## EXERCISE DIRECTIONS
Find every line with the string "entries" in the material below and copy it.

## STUDY MATERIAL
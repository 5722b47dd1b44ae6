//! Endpoint records: one advertised instance of a naming, its wire key
//! format, and the metadata producer trait.

use crate::error::{Error, Result};
use serde::{Deserialize, Serialize};
use std::sync::atomic::{AtomicI64, AtomicU32, Ordering};
use std::time::{SystemTime, UNIX_EPOCH};

/// One advertised instance of a naming.
///
/// `ttl` and `last_updated` are mutated independently of the rest of the
/// struct (by the watcher loop and the keep-alive driver respectively),
/// so they live behind atomics rather than requiring `&mut self` for
/// every refresh.
#[derive(Debug, Serialize, Deserialize)]
pub struct Endpoint {
    #[serde(skip)]
    ttl_secs: AtomicU32,
    #[serde(skip)]
    last_updated_ms: AtomicI64,

    pub id: String,
    #[serde(rename = "peer-addr")]
    pub peer_address: String,
    #[serde(skip_serializing_if = "Option::is_none")]
    pub metadata: Option<serde_json::Value>,
}

fn now_ms() -> i64 {
    SystemTime::now()
        .duration_since(UNIX_EPOCH)
        .expect("system clock before epoch")
        .as_millis() as i64
}

impl Endpoint {
    pub fn new(id: impl Into<String>, peer_address: impl Into<String>, ttl_secs: u32) -> Endpoint {
        Endpoint {
            ttl_secs: AtomicU32::new(ttl_secs),
            last_updated_ms: AtomicI64::new(now_ms()),
            id: id.into(),
            peer_address: peer_address.into(),
            metadata: None,
        }
    }

    pub fn id(&self) -> &str {
        &self.id
    }

    pub fn set_ttl(&self, ttl_secs: u32) {
        self.ttl_secs.store(ttl_secs, Ordering::Release);
    }

    pub fn ttl(&self) -> u32 {
        self.ttl_secs.load(Ordering::Acquire)
    }

    pub fn last_updated(&self) -> i64 {
        self.last_updated_ms.load(Ordering::Acquire)
    }

    pub fn set_last_updated(&self, ms: i64) {
        self.last_updated_ms.store(ms, Ordering::Release);
    }

    pub fn touch(&self) {
        self.set_last_updated(now_ms());
    }

    /// `true` iff `now > last_updated + ttl * 1000`.
    pub fn expired(&self) -> bool {
        now_ms() > self.last_updated() + (self.ttl() as i64) * 1000
    }

    /// The wire-level key this endpoint is stored under for `naming`:
    /// `"<naming>::<id>"`.
    pub fn with_naming(&self, naming: &str) -> String {
        format!("{}::{}", naming, self.id)
    }

    pub fn marshal(&self) -> Result<Vec<u8>> {
        Ok(serde_json::to_vec(self)?)
    }

    pub fn put_metadata(&mut self, md: &dyn EndpointMetadata) -> Result<()> {
        self.metadata = Some(md.entry()?);
        Ok(())
    }
}

/// Parses a JSON-encoded `Endpoint`. TTL and `last_updated` are not part
/// of the wire format -- they ride on the KV event envelope -- so a
/// freshly parsed endpoint always carries TTL 0 and `last_updated = now`
/// until the caller stamps them from that envelope.
pub fn parse_endpoint(bytes: &[u8]) -> Result<Endpoint> {
    #[derive(Deserialize)]
    struct Wire {
        id: String,
        #[serde(rename = "peer-addr")]
        peer_address: String,
        #[serde(default)]
        metadata: Option<serde_json::Value>,
    }
    let wire: Wire = serde_json::from_slice(bytes)?;
    Ok(Endpoint {
        ttl_secs: AtomicU32::new(0),
        last_updated_ms: AtomicI64::new(now_ms()),
        id: wire.id,
        peer_address: wire.peer_address,
        metadata: wire.metadata,
    })
}

/// Splits `"<naming>::<id>"` into its two halves. Fails unless the
/// separator occurs exactly once with non-empty halves on both sides.
pub fn parse_endpoint_path(path: &str) -> Result<(String, String)> {
    let parts: Vec<&str> = path.split("::").collect();
    if parts.len() != 2 || parts[0].is_empty() || parts[1].is_empty() {
        return Err(Error::InvalidEndpointPathFormat);
    }
    Ok((parts[0].to_string(), parts[1].to_string()))
}

/// Produces the opaque metadata bytes stored on an `Endpoint`. The core
/// never inspects the shape; only producers (this trait's implementors)
/// impose one.
pub trait EndpointMetadata {
    fn entry(&self) -> Result<serde_json::Value>;
}

/// A string-keyed map producer, mirroring the original KV-metadata
/// helper: callers build up key/value pairs and the entry is their JSON
/// object encoding.
#[derive(Default)]
pub struct KvMetadata {
    entries: std::collections::HashMap<String, serde_json::Value>,
}

impl KvMetadata {
    pub fn new() -> Self {
        Self::default()
    }

    pub fn set(&mut self, key: impl Into<String>, value: impl Into<serde_json::Value>) {
        self.entries.insert(key.into(), value.into());
    }

    pub fn get(&self, key: &str) -> Option<&serde_json::Value> {
        self.entries.get(key)
    }

    pub fn remove(&mut self, key: &str) {
        self.entries.remove(key);
    }
}

impl EndpointMetadata for KvMetadata {
    fn entry(&self) -> Result<serde_json::Value> {
        Ok(serde_json::to_value(&self.entries)?)
    }
}

/// A passthrough producer for metadata that is already shaped JSON.
pub struct RawMetadata(pub serde_json::Value);

impl EndpointMetadata for RawMetadata {
    fn entry(&self) -> Result<serde_json::Value> {
        Ok(self.0.clone())
    }
}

## FINAL ANSWER
    entries: std::collections::HashMap<String, serde_json::Value>,
        self.entries.insert(key.into(), value.into());
        self.entries.get(key)
        self.entries.remove(key);
        Ok(serde_json::to_value(&self.entries)?)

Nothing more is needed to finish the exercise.